→ **Stored records**
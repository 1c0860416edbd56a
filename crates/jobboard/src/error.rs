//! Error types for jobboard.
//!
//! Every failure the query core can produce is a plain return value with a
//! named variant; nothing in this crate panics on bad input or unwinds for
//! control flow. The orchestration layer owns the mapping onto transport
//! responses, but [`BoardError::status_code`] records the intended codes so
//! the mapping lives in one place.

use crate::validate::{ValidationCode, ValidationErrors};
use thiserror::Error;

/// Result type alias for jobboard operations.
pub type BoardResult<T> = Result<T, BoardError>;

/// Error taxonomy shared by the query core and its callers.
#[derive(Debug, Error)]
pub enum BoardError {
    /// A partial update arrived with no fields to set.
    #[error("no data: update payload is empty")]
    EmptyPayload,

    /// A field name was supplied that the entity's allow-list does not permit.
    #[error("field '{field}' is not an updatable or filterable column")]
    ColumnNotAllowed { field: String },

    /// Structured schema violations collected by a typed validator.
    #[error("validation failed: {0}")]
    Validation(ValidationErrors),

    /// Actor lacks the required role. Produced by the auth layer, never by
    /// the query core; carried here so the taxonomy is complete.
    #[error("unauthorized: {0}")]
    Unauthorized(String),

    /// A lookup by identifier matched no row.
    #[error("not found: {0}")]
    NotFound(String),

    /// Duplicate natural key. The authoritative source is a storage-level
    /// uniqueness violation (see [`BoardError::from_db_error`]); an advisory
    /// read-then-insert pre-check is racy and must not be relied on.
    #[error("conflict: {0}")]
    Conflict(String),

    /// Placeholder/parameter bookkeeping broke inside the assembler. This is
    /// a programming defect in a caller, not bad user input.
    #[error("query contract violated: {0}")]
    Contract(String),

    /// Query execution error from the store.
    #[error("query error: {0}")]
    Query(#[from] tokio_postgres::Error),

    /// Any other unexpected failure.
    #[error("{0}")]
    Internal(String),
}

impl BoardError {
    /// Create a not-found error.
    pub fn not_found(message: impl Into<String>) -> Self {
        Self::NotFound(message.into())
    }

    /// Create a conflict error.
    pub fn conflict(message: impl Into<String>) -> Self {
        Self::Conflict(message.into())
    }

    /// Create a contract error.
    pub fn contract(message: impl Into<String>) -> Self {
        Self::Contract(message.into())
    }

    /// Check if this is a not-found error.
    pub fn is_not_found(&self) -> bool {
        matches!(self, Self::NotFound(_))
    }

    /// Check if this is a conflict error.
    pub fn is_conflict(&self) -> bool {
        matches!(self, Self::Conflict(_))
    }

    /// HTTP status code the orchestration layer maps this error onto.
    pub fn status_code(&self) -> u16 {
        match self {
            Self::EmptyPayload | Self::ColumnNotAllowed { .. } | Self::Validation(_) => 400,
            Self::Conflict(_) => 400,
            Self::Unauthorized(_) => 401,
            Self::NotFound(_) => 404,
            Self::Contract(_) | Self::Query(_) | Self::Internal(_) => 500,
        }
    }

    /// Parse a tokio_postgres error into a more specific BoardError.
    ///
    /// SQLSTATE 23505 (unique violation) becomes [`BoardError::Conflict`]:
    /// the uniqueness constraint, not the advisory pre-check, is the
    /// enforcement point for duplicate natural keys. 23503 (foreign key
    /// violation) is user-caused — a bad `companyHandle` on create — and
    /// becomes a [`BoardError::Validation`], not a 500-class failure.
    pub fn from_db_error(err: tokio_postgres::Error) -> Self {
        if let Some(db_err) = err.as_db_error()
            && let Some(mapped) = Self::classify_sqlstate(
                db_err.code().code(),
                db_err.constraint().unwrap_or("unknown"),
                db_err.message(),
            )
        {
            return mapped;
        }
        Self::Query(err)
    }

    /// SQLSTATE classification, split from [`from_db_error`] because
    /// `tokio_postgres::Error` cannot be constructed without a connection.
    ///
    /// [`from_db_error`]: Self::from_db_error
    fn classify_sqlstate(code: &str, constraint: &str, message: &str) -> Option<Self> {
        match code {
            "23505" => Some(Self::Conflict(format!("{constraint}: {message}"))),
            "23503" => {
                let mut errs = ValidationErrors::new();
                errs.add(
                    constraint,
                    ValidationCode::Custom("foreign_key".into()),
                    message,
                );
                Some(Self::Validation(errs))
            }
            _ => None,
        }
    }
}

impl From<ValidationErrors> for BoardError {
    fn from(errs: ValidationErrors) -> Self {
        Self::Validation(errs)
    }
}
--
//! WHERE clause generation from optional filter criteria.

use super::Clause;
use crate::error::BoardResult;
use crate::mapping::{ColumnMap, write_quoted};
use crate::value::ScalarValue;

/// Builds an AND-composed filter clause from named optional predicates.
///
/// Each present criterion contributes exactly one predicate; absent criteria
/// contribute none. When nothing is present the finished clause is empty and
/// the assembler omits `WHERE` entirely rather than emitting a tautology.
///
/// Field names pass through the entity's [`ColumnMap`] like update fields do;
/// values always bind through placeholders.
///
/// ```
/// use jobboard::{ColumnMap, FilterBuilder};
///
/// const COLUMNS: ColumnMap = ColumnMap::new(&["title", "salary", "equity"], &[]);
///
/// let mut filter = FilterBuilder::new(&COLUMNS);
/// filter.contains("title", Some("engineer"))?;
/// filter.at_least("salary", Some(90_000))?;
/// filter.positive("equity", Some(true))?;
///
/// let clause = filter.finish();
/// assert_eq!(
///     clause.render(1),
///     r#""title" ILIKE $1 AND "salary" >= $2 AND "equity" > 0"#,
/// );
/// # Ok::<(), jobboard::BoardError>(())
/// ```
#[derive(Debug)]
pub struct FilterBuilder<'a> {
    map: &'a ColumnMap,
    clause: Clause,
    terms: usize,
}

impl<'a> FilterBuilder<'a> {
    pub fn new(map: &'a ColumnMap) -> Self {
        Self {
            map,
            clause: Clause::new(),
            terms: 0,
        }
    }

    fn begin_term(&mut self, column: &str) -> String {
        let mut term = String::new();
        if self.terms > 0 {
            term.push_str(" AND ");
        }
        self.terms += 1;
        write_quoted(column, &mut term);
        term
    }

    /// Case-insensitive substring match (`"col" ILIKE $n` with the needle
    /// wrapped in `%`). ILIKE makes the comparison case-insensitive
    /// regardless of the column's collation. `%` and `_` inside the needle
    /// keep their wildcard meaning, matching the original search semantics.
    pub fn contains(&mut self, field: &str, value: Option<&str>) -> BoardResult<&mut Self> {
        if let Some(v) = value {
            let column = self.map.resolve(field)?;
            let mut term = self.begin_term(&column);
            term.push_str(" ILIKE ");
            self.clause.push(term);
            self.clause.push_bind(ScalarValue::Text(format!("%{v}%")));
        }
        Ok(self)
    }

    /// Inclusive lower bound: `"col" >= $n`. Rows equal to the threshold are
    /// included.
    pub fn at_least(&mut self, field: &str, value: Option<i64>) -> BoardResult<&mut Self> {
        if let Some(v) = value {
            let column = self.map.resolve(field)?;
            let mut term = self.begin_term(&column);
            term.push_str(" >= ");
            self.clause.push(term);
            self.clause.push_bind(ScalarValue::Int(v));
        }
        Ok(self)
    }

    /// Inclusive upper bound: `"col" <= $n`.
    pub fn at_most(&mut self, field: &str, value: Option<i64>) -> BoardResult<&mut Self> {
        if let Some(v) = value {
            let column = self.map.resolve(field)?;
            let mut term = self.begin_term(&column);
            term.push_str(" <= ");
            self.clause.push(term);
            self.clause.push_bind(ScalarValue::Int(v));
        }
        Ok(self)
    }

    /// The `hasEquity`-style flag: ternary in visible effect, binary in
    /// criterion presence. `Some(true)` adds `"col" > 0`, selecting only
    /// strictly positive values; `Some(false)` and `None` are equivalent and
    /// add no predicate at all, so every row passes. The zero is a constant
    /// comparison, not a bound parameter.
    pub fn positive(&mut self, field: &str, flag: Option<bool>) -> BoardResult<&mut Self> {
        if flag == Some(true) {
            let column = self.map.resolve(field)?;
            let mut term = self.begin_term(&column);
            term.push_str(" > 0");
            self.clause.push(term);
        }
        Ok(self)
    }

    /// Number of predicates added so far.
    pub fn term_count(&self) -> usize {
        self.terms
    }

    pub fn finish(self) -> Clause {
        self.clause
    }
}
---
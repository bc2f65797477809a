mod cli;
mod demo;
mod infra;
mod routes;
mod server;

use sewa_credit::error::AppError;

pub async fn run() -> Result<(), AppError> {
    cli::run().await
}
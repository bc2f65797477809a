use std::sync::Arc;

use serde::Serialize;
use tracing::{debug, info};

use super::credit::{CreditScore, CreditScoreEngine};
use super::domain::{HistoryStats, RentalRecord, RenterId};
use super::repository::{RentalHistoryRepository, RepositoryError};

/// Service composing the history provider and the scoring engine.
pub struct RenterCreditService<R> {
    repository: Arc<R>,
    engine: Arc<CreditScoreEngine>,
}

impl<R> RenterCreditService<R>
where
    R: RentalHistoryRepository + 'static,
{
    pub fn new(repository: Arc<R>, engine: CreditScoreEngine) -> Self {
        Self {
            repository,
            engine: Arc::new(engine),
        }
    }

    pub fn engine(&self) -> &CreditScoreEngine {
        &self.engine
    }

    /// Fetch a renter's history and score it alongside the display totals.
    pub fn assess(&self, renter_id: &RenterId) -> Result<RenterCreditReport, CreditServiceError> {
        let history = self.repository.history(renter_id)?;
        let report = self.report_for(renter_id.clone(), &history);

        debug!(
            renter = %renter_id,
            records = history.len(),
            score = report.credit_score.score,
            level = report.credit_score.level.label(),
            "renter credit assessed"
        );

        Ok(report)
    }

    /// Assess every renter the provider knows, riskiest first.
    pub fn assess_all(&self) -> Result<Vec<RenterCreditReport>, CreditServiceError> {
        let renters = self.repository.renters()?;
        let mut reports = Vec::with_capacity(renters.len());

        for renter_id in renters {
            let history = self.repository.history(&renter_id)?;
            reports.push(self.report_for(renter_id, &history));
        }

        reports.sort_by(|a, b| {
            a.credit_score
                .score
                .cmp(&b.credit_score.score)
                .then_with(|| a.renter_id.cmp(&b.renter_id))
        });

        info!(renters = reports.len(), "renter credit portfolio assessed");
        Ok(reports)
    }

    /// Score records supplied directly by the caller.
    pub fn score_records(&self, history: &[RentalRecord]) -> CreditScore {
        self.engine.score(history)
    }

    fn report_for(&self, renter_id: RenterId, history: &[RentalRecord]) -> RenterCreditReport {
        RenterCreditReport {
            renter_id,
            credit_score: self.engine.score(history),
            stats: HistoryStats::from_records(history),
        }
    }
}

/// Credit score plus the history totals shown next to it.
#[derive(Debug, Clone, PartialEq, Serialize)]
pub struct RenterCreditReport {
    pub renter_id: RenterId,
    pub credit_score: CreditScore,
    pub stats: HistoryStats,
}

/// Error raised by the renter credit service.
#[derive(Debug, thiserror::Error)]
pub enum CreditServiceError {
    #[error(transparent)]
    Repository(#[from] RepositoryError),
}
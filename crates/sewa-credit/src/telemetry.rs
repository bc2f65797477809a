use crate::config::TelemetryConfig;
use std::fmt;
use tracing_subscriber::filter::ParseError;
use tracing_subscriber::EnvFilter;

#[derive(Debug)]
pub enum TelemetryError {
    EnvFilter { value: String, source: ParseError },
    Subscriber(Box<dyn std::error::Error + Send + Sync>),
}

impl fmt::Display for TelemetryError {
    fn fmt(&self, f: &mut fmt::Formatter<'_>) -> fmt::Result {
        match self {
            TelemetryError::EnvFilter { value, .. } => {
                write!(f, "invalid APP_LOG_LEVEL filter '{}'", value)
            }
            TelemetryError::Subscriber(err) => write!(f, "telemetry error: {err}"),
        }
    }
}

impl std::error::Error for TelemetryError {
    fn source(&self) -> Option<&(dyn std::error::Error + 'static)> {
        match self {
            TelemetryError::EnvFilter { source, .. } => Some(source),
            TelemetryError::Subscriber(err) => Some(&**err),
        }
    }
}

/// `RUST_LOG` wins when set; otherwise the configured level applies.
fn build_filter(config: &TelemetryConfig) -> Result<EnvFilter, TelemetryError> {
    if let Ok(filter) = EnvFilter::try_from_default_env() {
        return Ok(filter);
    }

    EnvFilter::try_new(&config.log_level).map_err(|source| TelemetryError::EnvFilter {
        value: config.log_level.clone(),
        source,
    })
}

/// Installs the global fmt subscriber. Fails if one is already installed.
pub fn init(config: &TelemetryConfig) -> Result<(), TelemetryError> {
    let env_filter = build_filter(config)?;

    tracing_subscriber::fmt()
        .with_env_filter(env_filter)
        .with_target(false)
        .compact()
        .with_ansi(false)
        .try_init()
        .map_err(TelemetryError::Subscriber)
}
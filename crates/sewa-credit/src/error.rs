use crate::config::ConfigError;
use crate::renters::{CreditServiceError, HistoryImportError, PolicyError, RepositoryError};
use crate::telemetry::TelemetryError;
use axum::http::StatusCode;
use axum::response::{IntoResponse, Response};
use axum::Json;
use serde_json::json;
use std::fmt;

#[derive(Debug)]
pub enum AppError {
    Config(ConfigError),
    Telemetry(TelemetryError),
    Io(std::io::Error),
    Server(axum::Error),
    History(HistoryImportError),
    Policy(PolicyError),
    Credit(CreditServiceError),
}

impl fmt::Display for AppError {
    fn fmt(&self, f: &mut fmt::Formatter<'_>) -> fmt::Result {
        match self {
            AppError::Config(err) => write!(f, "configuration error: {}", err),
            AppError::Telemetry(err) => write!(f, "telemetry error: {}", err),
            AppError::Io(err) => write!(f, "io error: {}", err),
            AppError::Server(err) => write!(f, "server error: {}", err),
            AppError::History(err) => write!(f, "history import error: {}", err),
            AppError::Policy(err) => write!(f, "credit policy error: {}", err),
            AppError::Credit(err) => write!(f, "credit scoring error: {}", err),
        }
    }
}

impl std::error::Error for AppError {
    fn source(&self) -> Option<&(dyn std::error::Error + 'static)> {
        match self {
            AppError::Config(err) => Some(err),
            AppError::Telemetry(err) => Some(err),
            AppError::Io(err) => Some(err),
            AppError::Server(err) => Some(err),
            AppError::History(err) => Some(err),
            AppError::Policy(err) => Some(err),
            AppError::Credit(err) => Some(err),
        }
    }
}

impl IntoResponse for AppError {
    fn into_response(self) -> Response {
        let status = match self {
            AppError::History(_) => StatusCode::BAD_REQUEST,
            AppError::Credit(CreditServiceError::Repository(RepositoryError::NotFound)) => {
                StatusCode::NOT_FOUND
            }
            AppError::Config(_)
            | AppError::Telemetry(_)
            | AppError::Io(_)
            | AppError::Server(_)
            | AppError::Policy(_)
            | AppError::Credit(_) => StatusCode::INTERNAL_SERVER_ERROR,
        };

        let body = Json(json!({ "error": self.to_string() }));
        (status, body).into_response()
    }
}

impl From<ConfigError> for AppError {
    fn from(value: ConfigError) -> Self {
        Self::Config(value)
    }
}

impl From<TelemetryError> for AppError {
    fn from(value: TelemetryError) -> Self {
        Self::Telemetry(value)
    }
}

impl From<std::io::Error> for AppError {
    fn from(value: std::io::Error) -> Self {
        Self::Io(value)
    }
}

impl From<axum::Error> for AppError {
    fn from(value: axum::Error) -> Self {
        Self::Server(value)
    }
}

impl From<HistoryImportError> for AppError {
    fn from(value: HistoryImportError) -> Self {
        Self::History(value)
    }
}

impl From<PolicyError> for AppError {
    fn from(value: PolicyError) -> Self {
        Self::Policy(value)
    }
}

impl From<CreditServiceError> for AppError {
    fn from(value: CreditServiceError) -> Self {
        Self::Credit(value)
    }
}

→ **WHAT THE TASK ASKS**
If a line in the records above contains the word "axum", copy it.

→ **ANSWER SPACE**
use axum::http::StatusCode;
use axum::response::{IntoResponse, Response};
use axum::Json;
    Server(axum::Error),
impl From<axum::Error> for AppError {
    fn from(value: axum::Error) -> Self {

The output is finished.